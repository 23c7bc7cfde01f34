// CallInfo - per-call activation record.

use crate::lua_value::LuaValue;

/// Call status flags.
pub mod call_status {
    /// Frame runs a Lua closure.
    pub const CIST_LUA: u32 = 1 << 0;
    /// Frame is a native function marker.
    pub const CIST_NATIVE: u32 = 1 << 1;
    /// Frame replaced a previous one by a tail call.
    pub const CIST_TAIL: u32 = 1 << 2;
    /// Frame belongs to a hook invocation.
    pub const CIST_HOOK: u32 = 1 << 3;
}

/// One frame on a thread's call stack: the called value, its register base
/// into the value stack, the frame top, the saved pc, captured varargs and
/// the expected result count.
#[derive(Clone)]
pub struct CallInfo {
    pub func: LuaValue,
    /// First register of the frame (func sits at base - 1).
    pub base: usize,
    /// Current frame top; tracks open (multi-result) call windows.
    pub top: usize,
    /// Next instruction to execute.
    pub pc: u32,
    /// Expected results at the call site (-1 = all).
    pub nresults: i32,
    pub call_status: u32,
    /// Surplus arguments of a vararg function.
    pub varargs: Vec<LuaValue>,
    /// Last line a line hook fired for, -1 before the first.
    pub hook_line: i32,
}

impl CallInfo {
    pub fn new_lua(func: LuaValue, base: usize, top: usize, nresults: i32) -> Self {
        Self {
            func,
            base,
            top,
            pc: 0,
            nresults,
            call_status: call_status::CIST_LUA,
            varargs: Vec::new(),
            hook_line: -1,
        }
    }

    pub fn new_native(func: LuaValue, base: usize, nresults: i32) -> Self {
        Self {
            func,
            base,
            top: base,
            pc: 0,
            nresults,
            call_status: call_status::CIST_NATIVE,
            varargs: Vec::new(),
            hook_line: -1,
        }
    }

    #[inline(always)]
    pub fn is_lua(&self) -> bool {
        self.call_status & call_status::CIST_LUA != 0
    }

    #[inline(always)]
    pub fn is_native(&self) -> bool {
        self.call_status & call_status::CIST_NATIVE != 0
    }

    #[inline(always)]
    pub fn is_tail(&self) -> bool {
        self.call_status & call_status::CIST_TAIL != 0
    }

    #[inline(always)]
    pub fn set_tail(&mut self) {
        self.call_status |= call_status::CIST_TAIL;
    }

    /// Stack index of the called value.
    #[inline(always)]
    pub fn func_pos(&self) -> usize {
        self.base - 1
    }
}
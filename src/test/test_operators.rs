// Arithmetic, comparison, concatenation and metamethod dispatch.

use crate::lua_value::LuaValue;
use crate::lua_vm::execute::arith;
use crate::lua_vm::execute::concat::call_concat;
use crate::lua_vm::{LuaError, LuaVM, OpCode, TmKind};
use crate::test::{ProtoBuilder, int, rk, run};

fn rt_message(e: LuaError) -> String {
    match e {
        LuaError::Runtime(e) => e.message,
        LuaError::Yield => panic!("unexpected yield"),
    }
}

#[test]
fn test_integer_arithmetic_wraps() {
    let mut vm = LuaVM::default();
    let r = arith::call_add(&mut vm, LuaValue::integer(i64::MAX), LuaValue::integer(1)).unwrap();
    assert_eq!(r.as_integer_strict(), Some(i64::MIN));

    let r = arith::call_mul(
        &mut vm,
        LuaValue::integer(i64::MAX),
        LuaValue::integer(2),
    )
    .unwrap();
    assert_eq!(r.as_integer_strict(), Some(-2));
}

#[test]
fn test_string_coercion_takes_integer_path() {
    let mut vm = LuaVM::default();
    let ten = vm.new_string("10");
    let r = arith::call_add(&mut vm, ten, LuaValue::integer(1)).unwrap();
    assert_eq!(r.as_integer_strict(), Some(11));

    let half = vm.new_string("0.5");
    let r = arith::call_add(&mut vm, half, LuaValue::integer(1)).unwrap();
    assert_eq!(r.as_number(), Some(1.5));
}

#[test]
fn test_div_and_pow_are_always_float() {
    let mut vm = LuaVM::default();
    let r = arith::call_div(&mut vm, LuaValue::integer(4), LuaValue::integer(2)).unwrap();
    assert!(r.is_float());
    assert_eq!(r.as_number(), Some(2.0));

    let r = arith::call_pow(&mut vm, LuaValue::integer(2), LuaValue::integer(3)).unwrap();
    assert!(r.is_float());
    assert_eq!(r.as_number(), Some(8.0));
}

#[test]
fn test_floor_division_identity() {
    let mut vm = LuaVM::default();
    let pairs = [
        (7i64, 3i64),
        (-7, 3),
        (7, -3),
        (-7, -3),
        (0, 5),
        (i64::MIN, -1),
        (i64::MAX, 7),
    ];
    for (a, b) in pairs {
        let q = arith::call_idiv(&mut vm, LuaValue::integer(a), LuaValue::integer(b))
            .unwrap()
            .as_integer_strict()
            .unwrap();
        let m = arith::call_mod(&mut vm, LuaValue::integer(a), LuaValue::integer(b))
            .unwrap()
            .as_integer_strict()
            .unwrap();
        assert_eq!(
            q.wrapping_mul(b).wrapping_add(m),
            a,
            "identity for {} and {}",
            a,
            b
        );
        if m != 0 {
            assert_eq!(m < 0, b < 0, "sign of {} % {} follows the divisor", a, b);
        }
    }
}

#[test]
fn test_integer_division_by_zero_errors() {
    let mut vm = LuaVM::default();
    let e = arith::call_idiv(&mut vm, LuaValue::integer(1), LuaValue::integer(0)).unwrap_err();
    assert!(rt_message(e).contains("n//0"));
    let e = arith::call_mod(&mut vm, LuaValue::integer(1), LuaValue::integer(0)).unwrap_err();
    assert!(rt_message(e).contains("n%0"));
    // float division by zero is IEEE
    let r = arith::call_div(&mut vm, LuaValue::integer(1), LuaValue::integer(0)).unwrap();
    assert_eq!(r.as_number(), Some(f64::INFINITY));
}

#[test]
fn test_bitwise_requires_exact_integers() {
    let mut vm = LuaVM::default();
    let r = arith::call_band(&mut vm, LuaValue::integer(0b1100), LuaValue::integer(0b1010))
        .unwrap();
    assert_eq!(r.as_integer_strict(), Some(0b1000));

    // exact float accepted
    let r = arith::call_bor(&mut vm, LuaValue::float(4.0), LuaValue::integer(1)).unwrap();
    assert_eq!(r.as_integer_strict(), Some(5));

    let e = arith::call_band(&mut vm, LuaValue::float(1.5), LuaValue::integer(1)).unwrap_err();
    assert!(rt_message(e).contains("no integer representation"));

    let e = arith::call_bxor(&mut vm, LuaValue::Nil, LuaValue::integer(1)).unwrap_err();
    assert!(rt_message(e).contains("bitwise operation on a nil value"));
}

#[test]
fn test_shift_semantics() {
    let mut vm = LuaVM::default();
    let shl = |vm: &mut LuaVM, a: i64, b: i64| {
        arith::call_shl(vm, LuaValue::integer(a), LuaValue::integer(b))
            .unwrap()
            .as_integer_strict()
            .unwrap()
    };
    let shr = |vm: &mut LuaVM, a: i64, b: i64| {
        arith::call_shr(vm, LuaValue::integer(a), LuaValue::integer(b))
            .unwrap()
            .as_integer_strict()
            .unwrap()
    };
    assert_eq!(shl(&mut vm, 1, 4), 16);
    assert_eq!(shl(&mut vm, 1, 64), 0);
    assert_eq!(shl(&mut vm, 16, -2), 4);
    // shifts are logical, not arithmetic
    assert_eq!(shr(&mut vm, -1, 63), 1);
    assert_eq!(shr(&mut vm, i64::MIN, 63), 1);
}

#[test]
fn test_equality_across_numeric_subtypes() {
    let mut vm = LuaVM::default();
    assert!(arith::call_equal(&mut vm, LuaValue::integer(3), LuaValue::float(3.0)).unwrap());
    assert!(!arith::call_equal(&mut vm, LuaValue::integer(3), LuaValue::float(3.5)).unwrap());
    // 2^63 rounds above i64::MAX
    assert!(!arith::call_equal(
        &mut vm,
        LuaValue::integer(i64::MAX),
        LuaValue::float(i64::MAX as f64)
    )
    .unwrap());
    assert!(
        !arith::call_equal(&mut vm, LuaValue::float(f64::NAN), LuaValue::float(f64::NAN)).unwrap()
    );
}

#[test]
fn test_float_sum_is_inexact() {
    // return (0.1 + 0.2 == 0.3) -> false
    let mut vm = LuaVM::default();
    let sum = arith::call_add(&mut vm, LuaValue::float(0.1), LuaValue::float(0.2)).unwrap();
    assert!(!arith::call_equal(&mut vm, sum, LuaValue::float(0.3)).unwrap());
}

#[test]
fn test_comparison_at_integer_float_boundary() {
    let mut vm = LuaVM::default();
    let lt = |vm: &mut LuaVM, a: LuaValue, b: LuaValue| arith::call_less_than(vm, a, b).unwrap();
    // i64::MAX < 2^63 even though (i64::MAX as f64) == 2^63
    assert!(lt(
        &mut vm,
        LuaValue::integer(i64::MAX),
        LuaValue::float(9_223_372_036_854_775_808.0)
    ));
    assert!(!lt(
        &mut vm,
        LuaValue::float(9_223_372_036_854_775_808.0),
        LuaValue::integer(i64::MAX)
    ));
    assert!(lt(&mut vm, LuaValue::integer(2), LuaValue::float(2.5)));
    assert!(!lt(&mut vm, LuaValue::float(2.5), LuaValue::integer(2)));
    assert!(
        arith::call_less_equal(&mut vm, LuaValue::integer(3), LuaValue::float(3.0)).unwrap()
    );
}

#[test]
fn test_string_ordering_is_bytewise() {
    let mut vm = LuaVM::default();
    let a = vm.new_string("abc");
    let b = vm.new_string("abd");
    assert!(arith::call_less_than(&mut vm, a, b).unwrap());
    assert!(arith::call_less_equal(&mut vm, a, a).unwrap());
}

#[test]
fn test_comparison_type_error() {
    let mut vm = LuaVM::default();
    let s = vm.new_string("x");
    let e = arith::call_less_than(&mut vm, s, LuaValue::integer(1)).unwrap_err();
    assert!(rt_message(e).contains("attempt to compare string with number"));
}

#[test]
fn test_concat_right_associates() {
    // "a" .. 1 .. 2 == "a12"
    let mut vm = LuaVM::default();
    let mut b = ProtoBuilder::new("concat.lua").max_stack(4);
    let ka = b.ks(&mut vm, "a");
    let k1 = b.ki(1);
    let k2 = b.ki(2);
    b.abx(OpCode::LoadK, 0, ka);
    b.abx(OpCode::LoadK, 1, k1);
    b.abx(OpCode::LoadK, 2, k2);
    b.abc(OpCode::Concat, 0, 0, 2);
    b.abc(OpCode::Return, 0, 2, 0);
    let r = run(&mut vm, b.build());
    assert_eq!(vm.string_str(&r[0]), Some("a12"));
}

#[test]
fn test_concat_float_formatting() {
    let mut vm = LuaVM::default();
    let prefix = vm.new_string("v=");
    let r = call_concat(&mut vm, prefix, LuaValue::float(1.0)).unwrap();
    assert_eq!(vm.string_str(&r), Some("v=1.0"));
    let r = call_concat(&mut vm, prefix, LuaValue::float(f64::INFINITY)).unwrap();
    assert_eq!(vm.string_str(&r), Some("v=inf"));
}

#[test]
fn test_concat_type_error_names_offender() {
    let mut vm = LuaVM::default();
    let s = vm.new_string("a");
    let e = call_concat(&mut vm, s, LuaValue::Nil).unwrap_err();
    assert!(rt_message(e).contains("attempt to concatenate a nil value"));
}

#[test]
fn test_add_metamethod_dispatch() {
    // mt = { __add = function() return "added" end }
    // x = setmetatable({}, mt); return x + 1
    fn n_added(vm: &mut LuaVM, _args: &[LuaValue]) -> crate::LuaResult<Vec<LuaValue>> {
        Ok(vec![vm.new_string("added")])
    }

    let mut vm = LuaVM::default();
    let x = vm.new_table();
    let mt = vm.new_table();
    let key = vm.new_string("__add");
    vm.raw_set(&mt, key, LuaValue::NativeFn(n_added)).unwrap();
    vm.set_metatable(&x, Some(mt)).unwrap();
    vm.set_global("x", x);

    let mut b = ProtoBuilder::new("mm.lua").max_stack(2);
    let kx = b.ks(&mut vm, "x");
    let k1 = b.ki(1);
    b.abc(OpCode::GetTabUp, 0, 0, rk(kx));
    b.abc(OpCode::Add, 0, 0, rk(k1));
    b.abc(OpCode::Return, 0, 2, 0);
    let b = b.upval_local("_ENV", 0);

    let r = run(&mut vm, b.build());
    assert_eq!(vm.string_str(&r[0]), Some("added"));
}

#[test]
fn test_eq_metamethod_on_tables() {
    fn n_true(_vm: &mut LuaVM, _args: &[LuaValue]) -> crate::LuaResult<Vec<LuaValue>> {
        Ok(vec![LuaValue::boolean(true)])
    }

    let mut vm = LuaVM::default();
    let a = vm.new_table();
    let b = vm.new_table();
    assert!(!arith::call_equal(&mut vm, a, b).unwrap());

    let mt = vm.new_table();
    let key = vm.new_string("__eq");
    vm.raw_set(&mt, key, LuaValue::NativeFn(n_true)).unwrap();
    vm.set_metatable(&a, Some(mt)).unwrap();
    assert!(arith::call_equal(&mut vm, a, b).unwrap());
    // raw equality still holds for identity
    assert!(arith::call_equal(&mut vm, a, a).unwrap());
}

#[test]
fn test_le_synthesized_from_lt() {
    // mt with __lt comparing a "v" field, no __le
    fn n_lt(vm: &mut LuaVM, args: &[LuaValue]) -> crate::LuaResult<Vec<LuaValue>> {
        let key = vm.new_string("v");
        let a = vm.raw_get(&args[0], &key).unwrap_or(LuaValue::Nil);
        let b = vm.raw_get(&args[1], &key).unwrap_or(LuaValue::Nil);
        let lt = crate::lua_vm::execute::arith::call_less_than(vm, a, b)?;
        Ok(vec![LuaValue::boolean(lt)])
    }

    let mut vm = LuaVM::default();
    let mt = vm.new_table();
    let key = vm.new_string("__lt");
    vm.raw_set(&mt, key, LuaValue::NativeFn(n_lt)).unwrap();

    let mk = |vm: &mut LuaVM, v: i64, mt: LuaValue| {
        let t = vm.new_table();
        let key = vm.new_string("v");
        vm.raw_set(&t, key, LuaValue::integer(v)).unwrap();
        vm.set_metatable(&t, Some(mt)).unwrap();
        t
    };
    let small = mk(&mut vm, 1, mt);
    let big = mk(&mut vm, 2, mt);

    assert!(arith::call_less_than(&mut vm, small, big).unwrap());
    // __le falls back to not (big < small)
    assert!(arith::call_less_equal(&mut vm, small, big).unwrap());
    assert!(arith::call_less_equal(&mut vm, small, small).unwrap());
    assert!(!arith::call_less_equal(&mut vm, big, small).unwrap());
}

#[test]
fn test_len_of_string_and_table() {
    let mut vm = LuaVM::default();
    let s = vm.new_string("héllo");
    let r = arith::call_len(&mut vm, s).unwrap();
    assert_eq!(r.as_integer_strict(), Some(6)); // bytes, not code points

    let t = vm.new_table();
    for i in 1..=4 {
        vm.raw_seti(&t, i, LuaValue::integer(i)).unwrap();
    }
    let r = arith::call_len(&mut vm, t).unwrap();
    assert_eq!(r.as_integer_strict(), Some(4));
}

#[test]
fn test_unary_minus_and_bnot() {
    let mut vm = LuaVM::default();
    let r = arith::call_unm(&mut vm, LuaValue::integer(5)).unwrap();
    assert_eq!(r.as_integer_strict(), Some(-5));
    let r = arith::call_unm(&mut vm, LuaValue::integer(i64::MIN)).unwrap();
    assert_eq!(r.as_integer_strict(), Some(i64::MIN)); // wraps
    let r = arith::call_bnot(&mut vm, LuaValue::integer(0)).unwrap();
    assert_eq!(r.as_integer_strict(), Some(-1));
    let e = arith::call_unm(&mut vm, LuaValue::Boolean(true)).unwrap_err();
    assert!(rt_message(e).contains("arithmetic on a boolean value"));
}

#[test]
fn test_index_metamethod_chain() {
    let mut vm = LuaVM::default();
    let bottom = vm.new_table();
    let key = vm.new_string("k");
    vm.raw_set(&bottom, key, LuaValue::integer(42)).unwrap();

    let middle = vm.new_table();
    let mt_mid = vm.new_table();
    let index_key = vm.new_string("__index");
    vm.raw_set(&mt_mid, index_key, bottom).unwrap();
    vm.set_metatable(&middle, Some(mt_mid)).unwrap();

    let top = vm.new_table();
    let mt_top = vm.new_table();
    vm.raw_set(&mt_top, index_key, middle).unwrap();
    vm.set_metatable(&top, Some(mt_top)).unwrap();

    let got = vm.table_get_with_meta(top, key).unwrap();
    assert_eq!(got.as_integer_strict(), Some(42));

    // missing key resolves to nil through the same chain
    let other = vm.new_string("missing");
    assert!(vm.table_get_with_meta(top, other).unwrap().is_nil());
}

#[test]
fn test_newindex_function_intercepts() {
    fn n_newindex(vm: &mut LuaVM, args: &[LuaValue]) -> crate::LuaResult<Vec<LuaValue>> {
        // log writes into the global "log" table instead of the target
        let log = vm.get_global("log");
        vm.raw_set(&log, args[1], args[2])?;
        Ok(Vec::new())
    }

    let mut vm = LuaVM::default();
    let log = vm.new_table();
    vm.set_global("log", log);

    let t = vm.new_table();
    let mt = vm.new_table();
    let key = vm.new_string("__newindex");
    vm.raw_set(&mt, key, LuaValue::NativeFn(n_newindex)).unwrap();
    vm.set_metatable(&t, Some(mt)).unwrap();

    let field = vm.new_string("f");
    vm.table_set_with_meta(t, field, LuaValue::integer(9)).unwrap();
    // the table itself stays empty, the log receives the write
    assert!(vm.raw_get(&t, &field).unwrap().is_nil());
    assert_eq!(
        vm.raw_get(&log, &field).unwrap().as_integer_strict(),
        Some(9)
    );
}

#[test]
fn test_call_metamethod() {
    fn n_invoke(_vm: &mut LuaVM, args: &[LuaValue]) -> crate::LuaResult<Vec<LuaValue>> {
        // receives the callable table itself first
        assert!(args[0].is_table());
        Ok(vec![args.get(1).copied().unwrap_or(LuaValue::Nil)])
    }

    let mut vm = LuaVM::default();
    let t = vm.new_table();
    let mt = vm.new_table();
    let key = vm.new_string("__call");
    vm.raw_set(&mt, key, LuaValue::NativeFn(n_invoke)).unwrap();
    vm.set_metatable(&t, Some(mt)).unwrap();

    let r = vm.call_value(t, vec![LuaValue::integer(5)]).unwrap();
    assert_eq!(r[0].as_integer_strict(), Some(5));
}

#[test]
fn test_tostring_metamethod() {
    fn n_tostring(vm: &mut LuaVM, _args: &[LuaValue]) -> crate::LuaResult<Vec<LuaValue>> {
        Ok(vec![vm.new_string("custom")])
    }

    let mut vm = LuaVM::default();
    let t = vm.new_table();
    let mt = vm.new_table();
    let key = vm.new_string("__tostring");
    vm.raw_set(&mt, key, LuaValue::NativeFn(n_tostring)).unwrap();
    vm.set_metatable(&t, Some(mt)).unwrap();

    let s = vm.tostring_value(t).unwrap();
    assert_eq!(vm.string_str(&s), Some("custom"));

    let tm = TmKind::ToString;
    assert_eq!(tm.name(), "__tostring");
}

**HOW TO COMPLETE THIS TASK**
All lines above from the one holding "let e = arith::call_mod(&mut" to the one holding "vm, LuaValue::integer(1), LuaValue::integer(0)).unwrap();", inclusive, are to be copied exactly; no other line is wanted.

**SOLUTION TO THIS EXERCISE**
    let e = arith::call_mod(&mut vm, LuaValue::integer(1), LuaValue::integer(0)).unwrap_err();
    assert!(rt_message(e).contains("n%0"));
    // float division by zero is IEEE
    let r = arith::call_div(&mut vm, LuaValue::integer(1), LuaValue::integer(0)).unwrap();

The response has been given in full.